While I've been looking at stuff from the ASH conference earlier this month, there's been even more research on Follicular Lymphoma that has been posted online. This one came out just yesterday in the Journal of Clinical Oncology: "Thirty-Month Complete Response as a Surrogate End Point in First-Line Follicular Lymphoma Therapy: An Individual Patient-Level Analysis of Multiple Randomized Trials."
If you follow clinical trials for Follicular Lymphoma, then you know that a couple of things are true: first, the best measure of a trial's success is Progression Free Survival (PFS). This is a measurement of how long the lymphoma takes to come back (if there was a Complete Response) or get worse (if there was a Partial Response). Overall Survival (measuring how long people live) would be great, but with an indolent lymphoma like FL, that's not a great measure of success. So we use PFS.
The second thing that is true is that PFS can go on for a long time. If a median PFS is necessary (that is, half of the patients in a trial have achieved a PFS), then the process can go on for a long time -- 6 or 8 years for some treatments.
That's great news for individual patients -- it means lots of us will have a long time before we need another treatment (I'm getting close to 7 years since my last Rituxan).
But it's not as good for us as as a group. A regulatory body (like the FDA in the U.S. or the EMA in Europe) might want to see a final PFS number before approving a treatment. That's a long time to wait.
The researchers in this study looked at a number of clinical trials conducted since 1990, involving over 3800 patients, and found that 30 months was a good substitute for median PFS. In other words, if the patients in a trial had a median PFS of 30 months, it was likely that the PFS would actually go on for some time.
Interestingly, they also tried to measure this with a 24 month time period, and found that it was not as accurate as the 30 month time.
It is important to note that this does NOT mean that an individual patient who has reached 30 months without needing treatment is not going to need treatment for a while after that. The number is not meant to predict individual patients' success with a treatment.

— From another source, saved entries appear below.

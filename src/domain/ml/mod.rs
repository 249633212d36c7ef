pub mod feature_registry;
pub mod feature_schema;
pub mod model_format;
pub mod prediction;

pub use feature_registry::{DerivedFeatures, FeatureVector, REQUIRED_FEATURES};
pub use feature_schema::{FeatureRow, FeatureSchema};
pub use model_format::ModelFormat;
pub use prediction::Prediction;
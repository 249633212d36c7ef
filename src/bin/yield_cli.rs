//! Scores a single pond payload offline with the same artifacts and
//! pipeline the server uses.
//!
//! ```sh
//! cargo run --bin yield-cli -- --input pond.json
//! echo '{"prawn_density_per_m2": 20, ...}' | cargo run --bin yield-cli -- --input -
//! ```

use anyhow::{Context, Result};
use clap::Parser;
use shrimp_yield::config::Config;
use shrimp_yield::domain::ml::{FeatureVector, ModelFormat};
use shrimp_yield::domain::validation::RangeValidator;
use shrimp_yield::infrastructure::ArtifactLoader;
use std::io::Read;
use std::path::{Path, PathBuf};

#[derive(Parser, Debug)]
#[command(author, version, about, long_about = None)]
struct Args {
    /// JSON object with the 13 pond parameters, or `-` for stdin
    #[arg(long)]
    input: PathBuf,

    /// Model artifact (overrides MODEL_PATH)
    #[arg(long)]
    model: Option<PathBuf>,

    /// Feature column list (overrides FEATURES_PATH)
    #[arg(long)]
    features: Option<PathBuf>,

    /// Model format: smartcore or onnx (overrides MODEL_FORMAT)
    #[arg(long)]
    format: Option<ModelFormat>,

    /// Do not reject values outside the documented operating ranges
    #[arg(long)]
    skip_range_check: bool,
}

fn read_payload(input: &Path) -> Result<FeatureVector> {
    let raw = if input.as_os_str() == "-" {
        let mut buf = String::new();
        std::io::stdin()
            .read_to_string(&mut buf)
            .context("Failed to read payload from stdin")?;
        buf
    } else {
        std::fs::read_to_string(input)
            .with_context(|| format!("Failed to read payload {:?}", input))?
    };
    serde_json::from_str(&raw).context("Payload must be a JSON object with numeric pond inputs")
}

fn main() -> Result<()> {
    dotenvy::dotenv().ok();
    tracing_subscriber::fmt()
        .with_target(false)
        .with_env_filter(
            tracing_subscriber::EnvFilter::try_from_default_env()
                .unwrap_or_else(|_| tracing_subscriber::EnvFilter::new("warn")),
        )
        .with_writer(std::io::stderr)
        .init();

    let args = Args::parse();
    let mut config = Config::from_env()?;
    if let Some(model) = args.model {
        config.artifacts.model_path = model;
    }
    if let Some(features) = args.features {
        config.artifacts.features_path = features;
    }
    if args.format.is_some() {
        config.artifacts.model_format = args.format;
    }

    let payload = read_payload(&args.input)?;

    let enabled = config.range_validation_enabled && !args.skip_range_check;
    if let Err(violations) = RangeValidator::new(enabled).validate(&payload) {
        for v in &violations {
            eprintln!("out of range: {}", v);
        }
        anyhow::bail!("{} field(s) outside operating ranges", violations.len());
    }

    let service = ArtifactLoader::load(&config.artifacts)
        .context("Failed to load model artifacts")?
        .into_service();
    let prediction = service.predict_yield(&payload)?;

    println!(
        "{}",
        serde_json::json!({ "prediction": prediction.value() })
    );
    Ok(())
}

So what is it good for? Well, if agencies like the FDA and EMA accept it, it could mean that clinical trials could be shorter, and new treatments could become available to patients a little sooner. (One problem, though, is that looking at only the PFS rate means long-term side effects are not being measured, though I'm not sure how much that's taken into consideration anyway. Short-term side effects definitely are, but not necessarily long-term.)
So we can call this one "helpful down the road" -- we won't see the effects directly when we sit in the chair in a treatment room, but what they give us might be available to us because of it.
I'll look for something more exciting to report on next time.....
I fully support PFS as the metric for follicular lymphoma. This would make new treatments available sooner for folks who have run out of options. My wife who has follicular lymphoma ran out of options after four treatments. Her life was saved by an NIH CAR-T clinical trial - she has been in complete remission for 10 months so far. Had she not been accepted into this wonderful clinical trial she would probably be deceased now.